Task prompt: Only the lines from the first line of the material below to the line containing "the tunables of", inclusive, should be copied, each exactly as written.

(Input for this task Opens)

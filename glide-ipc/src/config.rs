//! Client configuration.
//!
//! [`ClientConfig`] carries two things: the settings the core needs to open
//! its server connection (sent once in the handshake), and the tunables of
//! the engine itself (connect timeout, read chunk size, inline-argument
//! threshold, frame size cap).

use std::any::Any;
use std::collections::{BTreeSet, HashMap};
use std::fmt;
use std::sync::Arc;
use std::time::Duration;

use glide_ipc_core::frame::DEFAULT_MAX_FRAME_SIZE;
use glide_ipc_core::proto;
use serde::{Deserialize, Serialize};

use crate::pubsub::PushMessage;

/// Opaque value handed back to the pub/sub callback on every invocation.
pub type PubSubContext = Arc<dyn Any + Send + Sync>;

/// Callback receiving push messages when callback delivery is configured.
///
/// Runs on the demultiplexer task while the dispatcher lock is held; it must
/// not block or call back into the pub/sub accessors.
pub type PushCallback = Arc<dyn Fn(PushMessage, &PubSubContext) + Send + Sync>;

/// Address of one server node.
#[derive(Debug, Clone, PartialEq, Eq, Serialize, Deserialize)]
pub struct NodeAddress {
    /// Host name or IP.
    pub host: String,
    /// TCP port.
    pub port: u16,
}

impl NodeAddress {
    /// Create an address.
    pub fn new(host: impl Into<String>, port: u16) -> Self {
        Self {
            host: host.into(),
            port,
        }
    }
}

impl Default for NodeAddress {
    fn default() -> Self {
        Self::new("localhost", 6379)
    }
}

/// Credentials used to authenticate with the server.
#[derive(Debug, Clone, PartialEq, Eq, Serialize, Deserialize)]
pub struct ServerCredentials {
    /// User name; `None` authenticates the default user.
    pub username: Option<String>,
    /// Password.
    pub password: String,
}

impl ServerCredentials {
    /// Create credentials.
    pub fn new(password: impl Into<String>, username: Option<String>) -> Self {
        Self {
            username,
            password: password.into(),
        }
    }
}

/// Reconnect backoff handed to the core.
///
/// Delay for attempt `n` is `factor * exponent_base^n`, capped by the core
/// after `num_of_retries` attempts.
#[derive(Debug, Clone, Copy, PartialEq, Eq, Serialize, Deserialize)]
pub struct BackoffStrategy {
    /// Number of growing-delay retries before the delay stays constant.
    pub num_of_retries: u32,
    /// Multiplier applied to every delay.
    pub factor: u32,
    /// Exponent base.
    pub exponent_base: u32,
}

/// Which nodes serve read commands.
#[derive(Debug, Clone, Copy, Default, PartialEq, Eq, Serialize, Deserialize)]
pub enum ReadFrom {
    /// Always read from the primary.
    #[default]
    Primary,
    /// Round robin over replicas, falling back to the primary.
    PreferReplica,
    /// Prefer replicas in the client's availability zone.
    AzAffinity,
}

impl ReadFrom {
    fn to_proto(self) -> proto::ReadFrom {
        match self {
            ReadFrom::Primary => proto::ReadFrom::Primary,
            ReadFrom::PreferReplica => proto::ReadFrom::PreferReplica,
            ReadFrom::AzAffinity => proto::ReadFrom::AzAffinity,
        }
    }
}

/// Server protocol the core should negotiate.
#[derive(Debug, Clone, Copy, Default, PartialEq, Eq, Serialize, Deserialize)]
pub enum ProtocolVersion {
    /// RESP3, required for push notifications.
    #[default]
    Resp3,
    /// RESP2.
    Resp2,
}

/// Kind of pub/sub subscription.
#[derive(Debug, Clone, Copy, PartialEq, Eq, Hash, PartialOrd, Ord, Serialize, Deserialize)]
pub enum PubSubChannelModes {
    /// Exact channel name.
    Exact,
    /// Glob-style channel pattern.
    Pattern,
    /// Sharded channel (cluster mode only).
    Sharded,
}

impl PubSubChannelModes {
    fn to_proto(self) -> proto::PubSubChannelType {
        match self {
            PubSubChannelModes::Exact => proto::PubSubChannelType::Exact,
            PubSubChannelModes::Pattern => proto::PubSubChannelType::Pattern,
            PubSubChannelModes::Sharded => proto::PubSubChannelType::Sharded,
        }
    }
}

/// Subscriptions established at connect time, plus the delivery mode.
///
/// Without a callback, messages are queued and read with
/// [`GlideClient::get_pubsub_message`](crate::GlideClient::get_pubsub_message)
/// or [`GlideClient::try_get_pubsub_message`](crate::GlideClient::try_get_pubsub_message).
#[derive(Clone, Default, Serialize, Deserialize)]
pub struct PubSubSubscriptions {
    /// Channels or patterns per subscription kind.
    pub channels_and_patterns: HashMap<PubSubChannelModes, BTreeSet<Vec<u8>>>,

    /// Callback delivery; mutually exclusive with the pull accessors.
    #[serde(skip)]
    pub callback: Option<PushCallback>,

    /// Context passed to `callback`.
    #[serde(skip)]
    pub context: Option<PubSubContext>,
}

impl PubSubSubscriptions {
    /// Add a channel or pattern of the given kind.
    pub fn with_channel(mut self, mode: PubSubChannelModes, channel: impl Into<Vec<u8>>) -> Self {
        self.channels_and_patterns
            .entry(mode)
            .or_default()
            .insert(channel.into());
        self
    }

    /// Deliver messages to `callback` instead of queueing them.
    pub fn with_callback(mut self, callback: PushCallback, context: Option<PubSubContext>) -> Self {
        self.callback = Some(callback);
        self.context = context;
        self
    }

    fn to_proto(&self) -> proto::PubSubSubscriptions {
        let channels_or_patterns_by_type = self
            .channels_and_patterns
            .iter()
            .map(|(mode, channels)| {
                (
                    mode.to_proto() as u32,
                    proto::PubSubChannelsOrPatterns {
                        channels_or_patterns: channels.iter().cloned().collect(),
                    },
                )
            })
            .collect();
        proto::PubSubSubscriptions {
            channels_or_patterns_by_type,
        }
    }
}

impl fmt::Debug for PubSubSubscriptions {
    fn fmt(&self, f: &mut fmt::Formatter<'_>) -> fmt::Result {
        f.debug_struct("PubSubSubscriptions")
            .field("channels_and_patterns", &self.channels_and_patterns)
            .field("callback", &self.callback.is_some())
            .field("context", &self.context.is_some())
            .finish()
    }
}

/// Configuration for a client connection.
#[derive(Clone, Debug, Serialize, Deserialize)]
#[serde(default)]
pub struct ClientConfig {
    /// Server nodes to connect to.
    pub addresses: Vec<NodeAddress>,

    /// Whether the core connects with TLS.
    pub use_tls: bool,

    /// Whether the server is a cluster.
    pub cluster_mode: bool,

    /// Per-request timeout enforced by the core; `None` keeps the core default.
    pub request_timeout: Option<Duration>,

    /// Read routing strategy.
    pub read_from: ReadFrom,

    /// Reconnect backoff; `None` keeps the core default.
    pub reconnect_strategy: Option<BackoffStrategy>,

    /// Authentication credentials.
    pub credentials: Option<ServerCredentials>,

    /// Logical database index (standalone only).
    pub database_id: u32,

    /// Server protocol.
    pub protocol: ProtocolVersion,

    /// Name reported to the server with CLIENT SETNAME.
    pub client_name: Option<String>,

    /// Maximum number of requests the core runs concurrently; 0 keeps the core default.
    pub inflight_requests_limit: u32,

    /// Availability zone of the client, used by [`ReadFrom::AzAffinity`].
    pub client_az: Option<String>,

    /// Subscriptions and delivery mode; `None` disables pub/sub.
    pub pubsub: Option<PubSubSubscriptions>,

    /// Bound on reaching the core's socket.
    pub connect_timeout: Duration,

    /// Bytes requested per stream read.
    pub read_buffer_size: usize,

    /// Argument lists at least this large are handed over by handle.
    pub max_inline_args_len: usize,

    /// Frames declaring a larger envelope are treated as malformed.
    pub max_frame_size: usize,
}

impl Default for ClientConfig {
    fn default() -> Self {
        Self {
            addresses: vec![NodeAddress::default()],
            use_tls: false,
            cluster_mode: false,
            request_timeout: None,
            read_from: ReadFrom::Primary,
            reconnect_strategy: None,
            credentials: None,
            database_id: 0,
            protocol: ProtocolVersion::Resp3,
            client_name: None,
            inflight_requests_limit: 0,
            client_az: None,
            pubsub: None,
            connect_timeout: Duration::from_millis(250),
            read_buffer_size: 64 * 1024,
            max_inline_args_len: 4 * 1024,
            max_frame_size: DEFAULT_MAX_FRAME_SIZE,
        }
    }
}

impl ClientConfig {
    /// Configuration for a standalone server at the given addresses.
    pub fn standalone(addresses: Vec<NodeAddress>) -> Self {
        Self {
            addresses,
            ..Self::default()
        }
    }

    /// Configuration for a cluster reachable through the given seed addresses.
    pub fn cluster(addresses: Vec<NodeAddress>) -> Self {
        Self {
            addresses,
            cluster_mode: true,
            ..Self::default()
        }
    }

    /// Enable TLS.
    pub fn with_tls(mut self, use_tls: bool) -> Self {
        self.use_tls = use_tls;
        self
    }

    /// Set the per-request timeout enforced by the core.
    pub fn with_request_timeout(mut self, timeout: Duration) -> Self {
        self.request_timeout = Some(timeout);
        self
    }

    /// Set the read routing strategy.
    pub fn with_read_from(mut self, read_from: ReadFrom) -> Self {
        self.read_from = read_from;
        self
    }

    /// Set the reconnect backoff.
    pub fn with_reconnect_strategy(mut self, strategy: BackoffStrategy) -> Self {
        self.reconnect_strategy = Some(strategy);
        self
    }

    /// Set the credentials.
    pub fn with_credentials(mut self, credentials: ServerCredentials) -> Self {
        self.credentials = Some(credentials);
        self
    }

    /// Select a logical database.
    pub fn with_database_id(mut self, database_id: u32) -> Self {
        self.database_id = database_id;
        self
    }

    /// Select the server protocol.
    pub fn with_protocol(mut self, protocol: ProtocolVersion) -> Self {
        self.protocol = protocol;
        self
    }

    /// Set the client name.
    pub fn with_client_name(mut self, name: impl Into<String>) -> Self {
        self.client_name = Some(name.into());
        self
    }

    /// Limit concurrently running requests in the core.
    pub fn with_inflight_requests_limit(mut self, limit: u32) -> Self {
        self.inflight_requests_limit = limit;
        self
    }

    /// Set the client availability zone.
    pub fn with_client_az(mut self, az: impl Into<String>) -> Self {
        self.client_az = Some(az.into());
        self
    }

    /// Configure pub/sub subscriptions.
    pub fn with_pubsub(mut self, pubsub: PubSubSubscriptions) -> Self {
        self.pubsub = Some(pubsub);
        self
    }

    /// Set the bound on reaching the core's socket.
    pub fn with_connect_timeout(mut self, timeout: Duration) -> Self {
        self.connect_timeout = timeout;
        self
    }

    /// Set the bytes requested per stream read.
    pub fn with_read_buffer_size(mut self, size: usize) -> Self {
        self.read_buffer_size = size.max(1);
        self
    }

    /// Set the inline-argument threshold.
    pub fn with_max_inline_args_len(mut self, len: usize) -> Self {
        self.max_inline_args_len = len;
        self
    }

    /// Set the frame size cap.
    pub fn with_max_frame_size(mut self, size: usize) -> Self {
        self.max_frame_size = size;
        self
    }

    /// Whether any subscription was configured.
    pub fn is_pubsub_configured(&self) -> bool {
        self.pubsub.is_some()
    }

    /// Build the handshake envelope sent right after connecting.
    pub fn to_connection_request(&self) -> proto::ConnectionRequest {
        proto::ConnectionRequest {
            addresses: self
                .addresses
                .iter()
                .map(|address| proto::NodeAddress {
                    host: address.host.clone(),
                    port: u32::from(address.port),
                })
                .collect(),
            tls_mode: if self.use_tls {
                proto::TlsMode::SecureTls as i32
            } else {
                proto::TlsMode::NoTls as i32
            },
            cluster_mode_enabled: self.cluster_mode,
            request_timeout: self
                .request_timeout
                .map(|timeout| u32::try_from(timeout.as_millis()).unwrap_or(u32::MAX))
                .unwrap_or(0),
            read_from: self.read_from.to_proto() as i32,
            connection_retry_strategy: self.reconnect_strategy.map(|strategy| {
                proto::ConnectionRetryStrategy {
                    number_of_retries: strategy.num_of_retries,
                    factor: strategy.factor,
                    exponent_base: strategy.exponent_base,
                }
            }),
            authentication_info: self.credentials.as_ref().map(|credentials| {
                proto::AuthenticationInfo {
                    password: credentials.password.clone(),
                    username: credentials.username.clone().unwrap_or_default(),
                }
            }),
            database_id: self.database_id,
            protocol: match self.protocol {
                ProtocolVersion::Resp3 => proto::ProtocolVersion::Resp3 as i32,
                ProtocolVersion::Resp2 => proto::ProtocolVersion::Resp2 as i32,
            },
            client_name: self.client_name.clone().unwrap_or_default(),
            pubsub_subscriptions: self.pubsub.as_ref().map(PubSubSubscriptions::to_proto),
            inflight_requests_limit: self.inflight_requests_limit,
            client_az: self.client_az.clone().unwrap_or_default(),
        }
    }
}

(Input for this task Closes)

Completed task:
filename glide-ipc/src/config.rs
//! Client configuration.
//!
//! [`ClientConfig`] carries two things: the settings the core needs to open
//! its server connection (sent once in the handshake), and the tunables of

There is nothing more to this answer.